WORK TASK:
The answer must be an exact copy of all the data below.
::: DATA UNDER STUDY :::
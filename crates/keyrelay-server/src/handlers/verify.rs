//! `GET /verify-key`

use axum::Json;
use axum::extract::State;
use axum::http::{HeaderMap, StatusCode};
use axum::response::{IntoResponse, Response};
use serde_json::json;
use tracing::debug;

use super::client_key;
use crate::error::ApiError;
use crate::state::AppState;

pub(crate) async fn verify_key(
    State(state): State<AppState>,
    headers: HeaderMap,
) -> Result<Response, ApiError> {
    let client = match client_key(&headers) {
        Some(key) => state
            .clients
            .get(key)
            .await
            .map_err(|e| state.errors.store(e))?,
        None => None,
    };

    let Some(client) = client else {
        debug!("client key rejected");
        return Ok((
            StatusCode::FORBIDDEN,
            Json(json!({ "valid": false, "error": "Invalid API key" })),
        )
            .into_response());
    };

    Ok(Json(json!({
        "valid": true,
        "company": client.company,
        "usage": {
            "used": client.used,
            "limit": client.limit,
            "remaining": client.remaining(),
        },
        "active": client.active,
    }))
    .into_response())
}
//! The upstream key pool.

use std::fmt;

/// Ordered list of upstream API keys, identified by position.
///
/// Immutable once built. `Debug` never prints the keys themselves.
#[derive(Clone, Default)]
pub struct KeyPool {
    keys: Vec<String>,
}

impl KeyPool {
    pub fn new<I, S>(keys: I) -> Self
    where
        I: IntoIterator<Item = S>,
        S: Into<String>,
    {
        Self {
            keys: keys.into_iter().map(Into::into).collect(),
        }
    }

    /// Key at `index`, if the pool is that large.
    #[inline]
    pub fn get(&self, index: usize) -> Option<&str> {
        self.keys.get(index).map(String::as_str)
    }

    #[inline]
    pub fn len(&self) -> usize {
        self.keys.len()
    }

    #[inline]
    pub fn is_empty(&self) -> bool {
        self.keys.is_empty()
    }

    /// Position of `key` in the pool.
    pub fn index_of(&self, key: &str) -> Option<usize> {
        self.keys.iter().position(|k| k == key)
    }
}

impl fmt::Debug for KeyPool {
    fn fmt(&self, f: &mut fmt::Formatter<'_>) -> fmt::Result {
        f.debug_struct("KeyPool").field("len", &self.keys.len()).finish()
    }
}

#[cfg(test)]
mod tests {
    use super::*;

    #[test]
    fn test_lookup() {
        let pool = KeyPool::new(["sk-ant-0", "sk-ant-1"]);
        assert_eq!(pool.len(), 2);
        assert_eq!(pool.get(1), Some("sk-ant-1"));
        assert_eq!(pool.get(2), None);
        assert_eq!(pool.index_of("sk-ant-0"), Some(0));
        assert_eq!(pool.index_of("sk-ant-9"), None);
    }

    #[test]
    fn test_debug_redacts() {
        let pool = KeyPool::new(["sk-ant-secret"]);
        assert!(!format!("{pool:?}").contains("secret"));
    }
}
:::
TASK OUTPUT:
filename crates/keyrelay-server/src/handlers/verify.rs
//! `GET /verify-key`

use axum::Json;
use axum::extract::State;
use axum::http::{HeaderMap, StatusCode};
use axum::response::{IntoResponse, Response};
use serde_json::json;
use tracing::debug;

use super::client_key;
use crate::error::ApiError;
use crate::state::AppState;

pub(crate) async fn verify_key(
    State(state): State<AppState>,
    headers: HeaderMap,
) -> Result<Response, ApiError> {
    let client = match client_key(&headers) {
        Some(key) => state
            .clients
            .get(key)
            .await
            .map_err(|e| state.errors.store(e))?,
        None => None,
    };

    let Some(client) = client else {
        debug!("client key rejected");
        return Ok((
            StatusCode::FORBIDDEN,
            Json(json!({ "valid": false, "error": "Invalid API key" })),
        )
            .into_response());
    };

    Ok(Json(json!({
        "valid": true,
        "company": client.company,
        "usage": {
            "used": client.used,
            "limit": client.limit,
            "remaining": client.remaining(),
        },
        "active": client.active,
    }))
    .into_response())
}
//! The upstream key pool.

use std::fmt;

/// Ordered list of upstream API keys, identified by position.
///
/// Immutable once built. `Debug` never prints the keys themselves.
#[derive(Clone, Default)]
pub struct KeyPool {
    keys: Vec<String>,
}

impl KeyPool {
    pub fn new<I, S>(keys: I) -> Self
    where
        I: IntoIterator<Item = S>,
        S: Into<String>,
    {
        Self {
            keys: keys.into_iter().map(Into::into).collect(),
        }
    }

    /// Key at `index`, if the pool is that large.
    #[inline]
    pub fn get(&self, index: usize) -> Option<&str> {
        self.keys.get(index).map(String::as_str)
    }

    #[inline]
    pub fn len(&self) -> usize {
        self.keys.len()
    }

    #[inline]
    pub fn is_empty(&self) -> bool {
        self.keys.is_empty()
    }

    /// Position of `key` in the pool.
    pub fn index_of(&self, key: &str) -> Option<usize> {
        self.keys.iter().position(|k| k == key)
    }
}

impl fmt::Debug for KeyPool {
    fn fmt(&self, f: &mut fmt::Formatter<'_>) -> fmt::Result {
        f.debug_struct("KeyPool").field("len", &self.keys.len()).finish()
    }
}

#[cfg(test)]
mod tests {
    use super::*;

    #[test]
    fn test_lookup() {
        let pool = KeyPool::new(["sk-ant-0", "sk-ant-1"]);
        assert_eq!(pool.len(), 2);
        assert_eq!(pool.get(1), Some("sk-ant-1"));
        assert_eq!(pool.get(2), None);
        assert_eq!(pool.index_of("sk-ant-0"), Some(0));
        assert_eq!(pool.index_of("sk-ant-9"), None);
    }

    #[test]
    fn test_debug_redacts() {
        let pool = KeyPool::new(["sk-ant-secret"]);
        assert!(!format!("{pool:?}").contains("secret"));
    }
}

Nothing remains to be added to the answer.